It is most acute in this textual research to establish the writer's explicit intentions, which is the goal of the task of exegesis. The disciplines of exegesis help one to determine this, but there is more to do. A form of higher criticism, called literary criticism is most useful as it helps to establish the kind of literature with which one is dealing. This discipline examines the genre or type of literature. By doing so it "seeks to elaborate a picture of the genesis of the text." As Shackelford suggests, this task seeks to determine the original content of a text and attempts to determine if there has been any augmentation or mistakes made in the transmission of the text by later editors or scribes who may have inserted a gloss into the text for example, or made some other unintentional error. After all, "for nearly three thousand years portions of the sacred text were copied by hand," and errors did happen.

A gloss, for instance, which is a marginal note made by a copyist as a comment about a text or perhaps as a thought that he felt belonged there, may have been inserted into the body of a text by a later copyists. The latter copyist may have thought that the gloss was something that someone had left out when previously copying.

Citing Diest, Shackelford also lists additional reasons for such errors: sound-alike or look-alike words being confused; switched consonants; letters, words or phrases were omitted or written twice; incorrect word divisions were made; or the consonantal text was misread. Consonantal texts are those texts that have no vowels between the consonants. Ancient Hebrew texts were written like this as originally the language had no vowels. People grew up knowing the sounds and where they were used in words. Later interpreters who may have not known correct pronunciations, may have been confused by words that looked alike but actually had different meanings. Knowing the proper vowel sounds and where to place them may have helped translators to avoid errors.

The two illustrations above related to accidental errors, but other modifications, such as the inclusion into the text of a marginal gloss may not have been accidental. Some intentional changes may have also been made to a text over time. These alterations might have been done by editors to simplify a text, to modify the language, or to change something for theological, religious or moral reasons.

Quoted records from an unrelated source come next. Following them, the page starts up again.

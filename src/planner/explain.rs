//! Explain output for range queries
//!
//! Describes how a [`QuerySpec`] would be executed without opening a scope:
//! which target is scanned, over which range, in which order, and how the
//! skip is satisfied.

use std::fmt;

use serde::Serialize;

use super::query::QuerySpec;

/// How the pipeline satisfies `skip`
#[derive(Debug, Clone, Copy, PartialEq, Eq, Serialize)]
#[serde(rename_all = "snake_case")]
pub enum SkipStrategy {
    /// Nothing to skip
    None,
    /// One positional advance of the whole skip count
    Bulk,
    /// Counted one accepted entry at a time
    PerEntry,
}

impl SkipStrategy {
    /// Bulk skipping is only sound when no filter can hide entries from the count
    pub fn choose(skip: u64, filtered: bool, bulk_enabled: bool) -> Self {
        if skip == 0 {
            SkipStrategy::None
        } else if bulk_enabled && !filtered {
            SkipStrategy::Bulk
        } else {
            SkipStrategy::PerEntry
        }
    }

    pub fn as_str(&self) -> &'static str {
        match self {
            SkipStrategy::None => "NONE",
            SkipStrategy::Bulk => "BULK",
            SkipStrategy::PerEntry => "PER_ENTRY",
        }
    }
}

/// Explain plan output
#[derive(Debug, Clone, PartialEq, Eq, Serialize)]
pub struct ExplainPlan {
    /// `store` or `store.index`
    pub target: String,
    pub range: String,
    pub direction: String,
    pub mode: String,
    pub skip: u64,
    pub skip_strategy: SkipStrategy,
    pub limit: Option<u64>,
    pub filtered: bool,
    pub mapped: bool,
    /// Whether the query is known to emit nothing before any entry is visited
    pub short_circuit: bool,
}

impl ExplainPlan {
    pub fn from_spec<T>(spec: &QuerySpec<T>, limit: Option<u64>, bulk_skip: bool) -> Self {
        Self {
            target: spec.target().qualified(spec.store()),
            range: spec.range().to_string(),
            direction: spec.direction().to_string(),
            mode: spec.mode().to_string(),
            skip: spec.skip(),
            skip_strategy: SkipStrategy::choose(spec.skip(), spec.has_filter(), bulk_skip),
            limit,
            filtered: spec.has_filter(),
            mapped: spec.is_mapped(),
            short_circuit: limit == Some(0) || spec.range().is_empty(),
        }
    }
}

impl fmt::Display for ExplainPlan {
    fn fmt(&self, f: &mut fmt::Formatter<'_>) -> fmt::Result {
        writeln!(f, "=== EXPLAIN RANGE QUERY ===")?;
        writeln!(f, "Target: {}", self.target)?;
        writeln!(f, "Range: {}", self.range)?;
        writeln!(f, "Direction: {}", self.direction)?;
        writeln!(f, "Scope: {}", self.mode)?;
        if self.filtered {
            writeln!(f, "Filter: yes")?;
        }
        if self.skip > 0 {
            writeln!(f, "Skip: {} ({})", self.skip, self.skip_strategy.as_str())?;
        }
        match self.limit {
            Some(limit) => writeln!(f, "Limit: {}", limit)?,
            None => writeln!(f, "Limit: none")?,
        }
        if self.mapped {
            writeln!(f, "Map: yes")?;
        }
        if self.short_circuit {
            writeln!(f, "Short-circuit: no entries can match")?;
        }
        Ok(())
    }
}

#[cfg(test)]
mod tests {
    use super::*;
    use crate::planner::{Direction, KeyRange};
    use crate::storage::Key;

    #[test]
    fn test_skip_strategy() {
        assert_eq!(SkipStrategy::choose(0, false, true), SkipStrategy::None);
        assert_eq!(SkipStrategy::choose(3, false, true), SkipStrategy::Bulk);
        assert_eq!(SkipStrategy::choose(3, true, true), SkipStrategy::PerEntry);
        assert_eq!(SkipStrategy::choose(3, false, false), SkipStrategy::PerEntry);
    }

    #[test]
    fn test_explain_index_scan() {
        let spec = QuerySpec::new("users")
            .with_index("by_age")
            .with_range(KeyRange::bound(Key::from_int(18), Key::from_int(30), false, true))
            .with_direction(Direction::BackwardUnique)
            .with_skip(10)
            .with_limit(5);

        let plan = ExplainPlan::from_spec(&spec, spec.limit(), true);
        assert_eq!(plan.target, "users.by_age");
        assert_eq!(plan.range, "[18, 30)");
        assert_eq!(plan.direction, "prevunique");
        assert_eq!(plan.skip_strategy, SkipStrategy::Bulk);
        assert!(!plan.short_circuit);

        let output = plan.to_string();
        assert!(output.contains("Skip: 10 (BULK)"));
        assert!(output.contains("Limit: 5"));
    }

    #[test]
    fn test_explain_filtered_uses_per_entry_skip() {
        let spec = QuerySpec::new("users").with_skip(1).with_filter(|_| true);
        let plan = ExplainPlan::from_spec(&spec, None, true);
        assert_eq!(plan.skip_strategy, SkipStrategy::PerEntry);
        assert!(plan.to_string().contains("Limit: none"));
    }

    #[test]
    fn test_explain_short_circuit() {
        let spec = QuerySpec::new("users").with_limit(0);
        assert!(ExplainPlan::from_spec(&spec, spec.limit(), true).short_circuit);
    }

    #[test]
    fn test_explain_deterministic() {
        let spec = QuerySpec::new("users").with_limit(3);
        let a = ExplainPlan::from_spec(&spec, spec.limit(), true).to_string();
        let b = ExplainPlan::from_spec(&spec, spec.limit(), true).to_string();
        assert_eq!(a, b);
    }
}
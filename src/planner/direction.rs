//! Scan directions
//!
//! Four orders over the entries matching a range: ascending or descending,
//! each either visiting every entry or collapsing entries that share a key.
//! Collapsing only matters on index scans, where many records can carry the
//! same index key; primary keys are unique already.

use std::fmt;

use serde::{Deserialize, Serialize};

/// Iteration order of a cursor
#[derive(Debug, Clone, Copy, PartialEq, Eq, Hash, Default, Serialize, Deserialize)]
#[serde(rename_all = "snake_case")]
pub enum Direction {
    /// Ascending, every entry
    #[default]
    Forward,
    /// Ascending, one entry per distinct key
    ForwardUnique,
    /// Descending, every entry
    Backward,
    /// Descending, one entry per distinct key
    BackwardUnique,
}

impl Direction {
    /// Map the two caller-facing switches onto a direction
    pub fn resolve(descending: bool, collapse_duplicates: bool) -> Self {
        match (descending, collapse_duplicates) {
            (false, false) => Direction::Forward,
            (false, true) => Direction::ForwardUnique,
            (true, false) => Direction::Backward,
            (true, true) => Direction::BackwardUnique,
        }
    }

    pub fn is_descending(&self) -> bool {
        matches!(self, Direction::Backward | Direction::BackwardUnique)
    }

    pub fn collapses_duplicates(&self) -> bool {
        matches!(self, Direction::ForwardUnique | Direction::BackwardUnique)
    }

    /// Same duplicate handling, opposite order
    pub fn reversed(&self) -> Self {
        Direction::resolve(!self.is_descending(), self.collapses_duplicates())
    }

    pub fn as_str(&self) -> &'static str {
        match self {
            Direction::Forward => "next",
            Direction::ForwardUnique => "nextunique",
            Direction::Backward => "prev",
            Direction::BackwardUnique => "prevunique",
        }
    }
}

impl fmt::Display for Direction {
    fn fmt(&self, f: &mut fmt::Formatter<'_>) -> fmt::Result {
        f.write_str(self.as_str())
    }
}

Problems with the Spacing of Words

Frank Pac notes that in ancient times spaces were not used between words when writing biblical manuscripts. This was true up to the tenth century. So this "book hand" style provided a problem for translators as to where to divide up words. How one did that or does that today may yield a different interpretation then another translator who dividing the same letters, words or sentences at different places. An example of where one can change the sense of a text by where one chooses to segment a group of words can be seen in an English phrase I have chosen, that I have written in the style of an ancient biblical manuscript. The phrase is: "Godisnowhere."

If I were to divide these words like this: "God/ is/ now/ here," they say one thing. But if I divided the words up this way: "God/ is/ nowhere," they say something completely different. The sense of a pericope or its literary context may make it easy to decide on how a sentence should read and understood, but sometimes even this may not be possible. This is where I believe that one's theological beliefs will come play as to where the "proper" divisions should be made.

Consideration for Original Languages

Earlier, I mentioned that there were other things to be taken into consideration with regards to language. A good English Bible, for the most part, that is not a paraphrase, is a translation from the biblical languages of Hebrew, Aramaic and Greek. A translation is not the original. So it is important to take into consideration the meaning of words in their original language, as I have shown above with the illustration of Paul's letter to the Ephesians. Frank Pac also says that: "critical editions of the patristic writings [those of the early church fathers], help greatly in textual study. Lectionaries also provide insight into the text . . ."

Since words may have more than one meaning both, in the original language or in English, it does a researcher well to consider alternative meanings of particular words. One's choice in selecting one meaning over another may also be colored by a person's theology.

Dr. Thomas McDaniel, Old Testament professor at Eastern Baptist Theological Seminary in Wynnewood, Pennsylvania, has said that, "The choice of words by a translator, in translating a text, often says more about the translator than it does about the text." Meaning that a translator's choice of interpretation may reveal his/her theological beliefs more that it does about the original intent of the speaker or writer. Dr. McDaniel’s statement applies to both the choosing of appropriate words when translating and to how one segments the words of ancient texts into sentences.

Types of Speech

One common problem in dealing with the Bible is that the ancients, by whom God caused the Bible to be passed on and written, used different types of speech to express themselves, just as we do. By types of speech, I mean figurative language such as simile, metaphor, and hyperbole, to name a few. But languages also contain idiomatic expressions that do not quite translate word for word into other languages. And to translate these expressions literally would, in many cases, cause one to misunderstand what was actually intended. Anyone who has studied a foreign can testify to this.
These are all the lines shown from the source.